Jeffery Amherst, 1st Baron Amherst
Field Marshal Jeffery Amherst, 1st Baron Amherst KCB (sometimes spelled Geoffrey, or Jeffrey, he himself spelled his name as Jeffery) (29 January 1717 – 3 August 1797) served as an officer in the British Army and as Commander-in-Chief of the Forces.
Amherst is best known as the architect of Britain's successful campaign to conquer the territory of New France during the French and Indian War. Under his command British forces captured the cities of Louisbourg, Quebec City and Montreal, as well as several major fortresses. He was also the first British Governor General in the territories that eventually became Canada. Numerous places and streets are named for him, both in Canada and the United States.
Born the son of Jeffrey Amherst (d. 1750), a Kentish lawyer, and Elizabeth Amherst (née Kerrill), Jeffery Amherst was born in Sevenoaks, England, on 29 January 1717. His brothers included Admiral John Amherst and Lieutenant General William Amherst. At an early age he became a page to the Duke of Dorset. Amherst became an ensign in the Grenadier Guards in 1735.
Amherst served in the War of the Austrian Succession becoming an aide to General John Ligonier and participating in the Battle of Dettingen in June 1743 and the Battle of Fontenoy in May 1745. Promoted to lieutenant colonel on 25 December 1745, he also saw action at the Battle of Rocoux in October 1746. He then became an aide to the Duke of Cumberland, the commander of the British forces, and saw further action at the Battle of Lauffeld in July 1747.
Seven Years' War
In February 1756 Amherst was appointed commissar to the Hessian forces that had been assembled to defend Hanover as part of the Army of Observation: as it appeared likely a French invasion attempt against Britain itself was imminent, Amherst was ordered in April to arrange the transportation of thousands of the Germans to southern England to bolster Britain's defences.
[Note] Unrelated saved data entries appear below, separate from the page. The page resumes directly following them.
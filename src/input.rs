use crossterm::event::{KeyCode, KeyEvent, KeyModifiers};

use crate::snake::Direction::{self, *};

/// Anything that can hand over the key presses received since the last frame.
pub trait InputSource {
    fn poll_keys(&mut self) -> crossterm::Result<Vec<KeyEvent>>;
}

/// Arrow keys and WASD. Anything else is not a steering key.
pub fn direction_for(code: &KeyCode) -> Option<Direction> {
    match code {
        KeyCode::Up => Some(Up),
        KeyCode::Down => Some(Down),
        KeyCode::Left => Some(Left),
        KeyCode::Right => Some(Right),
        KeyCode::Char(c) => match c.to_ascii_lowercase() {
            'w' => Some(Up),
            'a' => Some(Left),
            's' => Some(Down),
            'd' => Some(Right),
            _ => None,
        },
        _ => None,
    }
}

pub fn is_ctrl_c(ev: &KeyEvent) -> bool {
    matches!(ev, KeyEvent { code: KeyCode::Char('c'), modifiers: KeyModifiers::CONTROL })
}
He was made colonel of the 15th Regiment of Foot on 12 June 1756. By 1757 as the immediate danger to Britain had passed the troops were moved back to Hanover to join a growing army under the Duke of Cumberland and Amherst fought with the Hessians under Cumberland's command at the Battle of Hastenbeck in July 1757: the Allied defeat there forced the army into a steady retreat northwards to Stade on the North Sea coast.
Amherst was left dispirited by the retreat and by the Convention of Klosterzeven by which Hanover agreed to withdraw from the war: he began to prepare to disband the Hessian troops under his command, only to receive word that the Convention had been repudiated and the Allied force was being reformed.
Amherst gained fame during the Seven Years' War, particularly in the North American campaign known in the United States as the French and Indian War when he led the British attack on Louisbourg on Cape Breton Island in June 1758.
In the wake of this he was appointed commander-in-chief of the British army in North America and colonel-in-chief of the 60th (Royal American) Regiment in September 1758. Amherst then led an army against French troops on Lake Champlain, where he captured Fort Ticonderoga in July 1759, while another army under Sir William Johnson took Niagara also in July 1759 and James Wolfe besieged and eventually captured Quebec with a third army in September 1759. Amherst served as the nominal Crown Governor of Virginia from 12 September 1759.
On 8 September 1760, Amherst led an army down the Saint Lawrence River from Lake Ontario, and captured Montreal, ending French rule in North America. He infuriated the French commanders by refusing them the "honours of war" (the ceremonial right of a defeated garrison to retain their flags); the Knight of Lévis burned the colours rather than surrendering them.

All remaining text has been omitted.